_Aim of the task:_
Your task is to transcribe the material that follows, line by line and exactly.

_Data for this exercise:_
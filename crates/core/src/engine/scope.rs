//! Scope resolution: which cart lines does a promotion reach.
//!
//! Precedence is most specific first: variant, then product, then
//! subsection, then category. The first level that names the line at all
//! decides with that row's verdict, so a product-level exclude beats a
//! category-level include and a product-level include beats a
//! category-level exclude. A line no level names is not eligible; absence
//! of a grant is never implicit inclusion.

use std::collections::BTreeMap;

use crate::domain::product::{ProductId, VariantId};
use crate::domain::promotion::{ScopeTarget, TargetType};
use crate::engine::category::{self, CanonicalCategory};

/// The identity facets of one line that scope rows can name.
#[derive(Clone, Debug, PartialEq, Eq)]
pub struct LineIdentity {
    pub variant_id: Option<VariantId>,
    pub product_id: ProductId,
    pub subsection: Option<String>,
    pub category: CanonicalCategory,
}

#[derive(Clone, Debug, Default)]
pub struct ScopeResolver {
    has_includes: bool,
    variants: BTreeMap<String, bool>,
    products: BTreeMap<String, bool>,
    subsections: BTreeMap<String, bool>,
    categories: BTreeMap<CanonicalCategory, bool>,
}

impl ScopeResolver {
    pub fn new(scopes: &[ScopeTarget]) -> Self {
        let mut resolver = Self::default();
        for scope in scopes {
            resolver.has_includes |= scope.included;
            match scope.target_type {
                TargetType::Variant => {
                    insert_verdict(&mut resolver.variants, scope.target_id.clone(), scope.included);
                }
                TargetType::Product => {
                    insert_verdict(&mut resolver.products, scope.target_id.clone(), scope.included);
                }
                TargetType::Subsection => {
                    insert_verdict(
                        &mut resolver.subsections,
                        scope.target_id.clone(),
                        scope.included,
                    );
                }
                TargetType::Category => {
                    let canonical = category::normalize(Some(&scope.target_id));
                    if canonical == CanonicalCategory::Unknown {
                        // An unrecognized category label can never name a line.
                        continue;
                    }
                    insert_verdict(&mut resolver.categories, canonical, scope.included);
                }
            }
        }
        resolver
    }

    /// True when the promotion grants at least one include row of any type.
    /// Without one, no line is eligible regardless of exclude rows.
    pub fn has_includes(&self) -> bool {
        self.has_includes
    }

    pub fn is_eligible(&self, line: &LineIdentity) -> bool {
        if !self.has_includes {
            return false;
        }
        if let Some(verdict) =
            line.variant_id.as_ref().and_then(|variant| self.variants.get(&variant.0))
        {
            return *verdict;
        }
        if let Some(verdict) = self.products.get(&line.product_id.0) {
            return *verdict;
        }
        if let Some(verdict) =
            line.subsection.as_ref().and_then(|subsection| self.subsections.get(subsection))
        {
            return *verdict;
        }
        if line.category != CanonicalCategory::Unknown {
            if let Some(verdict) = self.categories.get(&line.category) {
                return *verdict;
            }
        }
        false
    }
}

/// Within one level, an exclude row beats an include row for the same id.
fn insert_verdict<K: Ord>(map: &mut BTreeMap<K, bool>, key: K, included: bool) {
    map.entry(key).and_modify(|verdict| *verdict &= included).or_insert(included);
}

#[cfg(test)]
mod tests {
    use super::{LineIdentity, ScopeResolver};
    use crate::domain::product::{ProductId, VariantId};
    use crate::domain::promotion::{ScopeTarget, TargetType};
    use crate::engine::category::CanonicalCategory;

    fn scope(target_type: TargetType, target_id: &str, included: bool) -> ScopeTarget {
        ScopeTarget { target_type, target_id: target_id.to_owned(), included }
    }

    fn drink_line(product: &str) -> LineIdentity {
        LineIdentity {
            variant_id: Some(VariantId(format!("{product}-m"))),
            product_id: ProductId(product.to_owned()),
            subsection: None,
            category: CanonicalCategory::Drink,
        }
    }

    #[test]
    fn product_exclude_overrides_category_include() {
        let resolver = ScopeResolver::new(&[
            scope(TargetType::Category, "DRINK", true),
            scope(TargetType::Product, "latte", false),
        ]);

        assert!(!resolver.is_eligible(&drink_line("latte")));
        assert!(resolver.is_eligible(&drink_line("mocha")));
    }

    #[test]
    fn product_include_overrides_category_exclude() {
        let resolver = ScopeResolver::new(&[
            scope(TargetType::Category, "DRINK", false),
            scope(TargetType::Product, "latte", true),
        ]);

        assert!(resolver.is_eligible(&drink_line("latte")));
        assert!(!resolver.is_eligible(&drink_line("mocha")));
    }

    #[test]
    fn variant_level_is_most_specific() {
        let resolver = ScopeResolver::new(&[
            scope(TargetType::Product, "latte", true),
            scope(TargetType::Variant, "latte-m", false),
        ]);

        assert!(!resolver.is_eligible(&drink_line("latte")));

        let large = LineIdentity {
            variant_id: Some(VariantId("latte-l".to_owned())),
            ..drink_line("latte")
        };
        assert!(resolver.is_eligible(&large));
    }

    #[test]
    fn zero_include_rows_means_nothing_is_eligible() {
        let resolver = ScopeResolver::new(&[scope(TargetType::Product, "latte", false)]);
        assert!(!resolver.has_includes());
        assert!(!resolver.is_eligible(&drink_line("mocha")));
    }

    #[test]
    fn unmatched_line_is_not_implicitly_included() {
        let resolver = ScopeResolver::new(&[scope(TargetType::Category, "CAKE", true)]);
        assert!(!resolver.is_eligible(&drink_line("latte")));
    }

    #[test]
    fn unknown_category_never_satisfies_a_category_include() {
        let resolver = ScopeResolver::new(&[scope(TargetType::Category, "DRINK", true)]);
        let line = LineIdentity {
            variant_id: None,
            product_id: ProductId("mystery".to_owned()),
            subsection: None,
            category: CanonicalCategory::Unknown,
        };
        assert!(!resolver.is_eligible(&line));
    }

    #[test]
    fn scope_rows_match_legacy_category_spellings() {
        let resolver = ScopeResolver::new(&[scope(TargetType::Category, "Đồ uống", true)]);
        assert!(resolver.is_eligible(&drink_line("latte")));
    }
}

_Expected answer:_
filename crates/core/src/engine/scope.rs
//! Scope resolution: which cart lines does a promotion reach.
//!
//! Precedence is most specific first: variant, then product, then
//! subsection, then category. The first level that names the line at all
//! decides with that row's verdict, so a product-level exclude beats a
//! category-level include and a product-level include beats a
//! category-level exclude. A line no level names is not eligible; absence
//! of a grant is never implicit inclusion.

use std::collections::BTreeMap;

use crate::domain::product::{ProductId, VariantId};
use crate::domain::promotion::{ScopeTarget, TargetType};
use crate::engine::category::{self, CanonicalCategory};

/// The identity facets of one line that scope rows can name.
#[derive(Clone, Debug, PartialEq, Eq)]
pub struct LineIdentity {
    pub variant_id: Option<VariantId>,
    pub product_id: ProductId,
    pub subsection: Option<String>,
    pub category: CanonicalCategory,
}

#[derive(Clone, Debug, Default)]
pub struct ScopeResolver {
    has_includes: bool,
    variants: BTreeMap<String, bool>,
    products: BTreeMap<String, bool>,
    subsections: BTreeMap<String, bool>,
    categories: BTreeMap<CanonicalCategory, bool>,
}

impl ScopeResolver {
    pub fn new(scopes: &[ScopeTarget]) -> Self {
        let mut resolver = Self::default();
        for scope in scopes {
            resolver.has_includes |= scope.included;
            match scope.target_type {
                TargetType::Variant => {
                    insert_verdict(&mut resolver.variants, scope.target_id.clone(), scope.included);
                }
                TargetType::Product => {
                    insert_verdict(&mut resolver.products, scope.target_id.clone(), scope.included);
                }
                TargetType::Subsection => {
                    insert_verdict(
                        &mut resolver.subsections,
                        scope.target_id.clone(),
                        scope.included,
                    );
                }
                TargetType::Category => {
                    let canonical = category::normalize(Some(&scope.target_id));
                    if canonical == CanonicalCategory::Unknown {
                        // An unrecognized category label can never name a line.
                        continue;
                    }
                    insert_verdict(&mut resolver.categories, canonical, scope.included);
                }
            }
        }
        resolver
    }

    /// True when the promotion grants at least one include row of any type.
    /// Without one, no line is eligible regardless of exclude rows.
    pub fn has_includes(&self) -> bool {
        self.has_includes
    }

    pub fn is_eligible(&self, line: &LineIdentity) -> bool {
        if !self.has_includes {
            return false;
        }
        if let Some(verdict) =
            line.variant_id.as_ref().and_then(|variant| self.variants.get(&variant.0))
        {
            return *verdict;
        }
        if let Some(verdict) = self.products.get(&line.product_id.0) {
            return *verdict;
        }
        if let Some(verdict) =
            line.subsection.as_ref().and_then(|subsection| self.subsections.get(subsection))
        {
            return *verdict;
        }
        if line.category != CanonicalCategory::Unknown {
            if let Some(verdict) = self.categories.get(&line.category) {
                return *verdict;
            }
        }
        false
    }
}

/// Within one level, an exclude row beats an include row for the same id.
fn insert_verdict<K: Ord>(map: &mut BTreeMap<K, bool>, key: K, included: bool) {
    map.entry(key).and_modify(|verdict| *verdict &= included).or_insert(included);
}

#[cfg(test)]
mod tests {
    use super::{LineIdentity, ScopeResolver};
    use crate::domain::product::{ProductId, VariantId};
    use crate::domain::promotion::{ScopeTarget, TargetType};
    use crate::engine::category::CanonicalCategory;

    fn scope(target_type: TargetType, target_id: &str, included: bool) -> ScopeTarget {
        ScopeTarget { target_type, target_id: target_id.to_owned(), included }
    }

    fn drink_line(product: &str) -> LineIdentity {
        LineIdentity {
            variant_id: Some(VariantId(format!("{product}-m"))),
            product_id: ProductId(product.to_owned()),
            subsection: None,
            category: CanonicalCategory::Drink,
        }
    }

    #[test]
    fn product_exclude_overrides_category_include() {
        let resolver = ScopeResolver::new(&[
            scope(TargetType::Category, "DRINK", true),
            scope(TargetType::Product, "latte", false),
        ]);

        assert!(!resolver.is_eligible(&drink_line("latte")));
        assert!(resolver.is_eligible(&drink_line("mocha")));
    }

    #[test]
    fn product_include_overrides_category_exclude() {
        let resolver = ScopeResolver::new(&[
            scope(TargetType::Category, "DRINK", false),
            scope(TargetType::Product, "latte", true),
        ]);

        assert!(resolver.is_eligible(&drink_line("latte")));
        assert!(!resolver.is_eligible(&drink_line("mocha")));
    }

    #[test]
    fn variant_level_is_most_specific() {
        let resolver = ScopeResolver::new(&[
            scope(TargetType::Product, "latte", true),
            scope(TargetType::Variant, "latte-m", false),
        ]);

        assert!(!resolver.is_eligible(&drink_line("latte")));

        let large = LineIdentity {
            variant_id: Some(VariantId("latte-l".to_owned())),
            ..drink_line("latte")
        };
        assert!(resolver.is_eligible(&large));
    }

    #[test]
    fn zero_include_rows_means_nothing_is_eligible() {
        let resolver = ScopeResolver::new(&[scope(TargetType::Product, "latte", false)]);
        assert!(!resolver.has_includes());
        assert!(!resolver.is_eligible(&drink_line("mocha")));
    }

    #[test]
    fn unmatched_line_is_not_implicitly_included() {
        let resolver = ScopeResolver::new(&[scope(TargetType::Category, "CAKE", true)]);
        assert!(!resolver.is_eligible(&drink_line("latte")));
    }

    #[test]
    fn unknown_category_never_satisfies_a_category_include() {
        let resolver = ScopeResolver::new(&[scope(TargetType::Category, "DRINK", true)]);
        let line = LineIdentity {
            variant_id: None,
            product_id: ProductId("mystery".to_owned()),
            subsection: None,
            category: CanonicalCategory::Unknown,
        };
        assert!(!resolver.is_eligible(&line));
    }

    #[test]
    fn scope_rows_match_legacy_category_spellings() {
        let resolver = ScopeResolver::new(&[scope(TargetType::Category, "Đồ uống", true)]);
        assert!(resolver.is_eligible(&drink_line("latte")));
    }
}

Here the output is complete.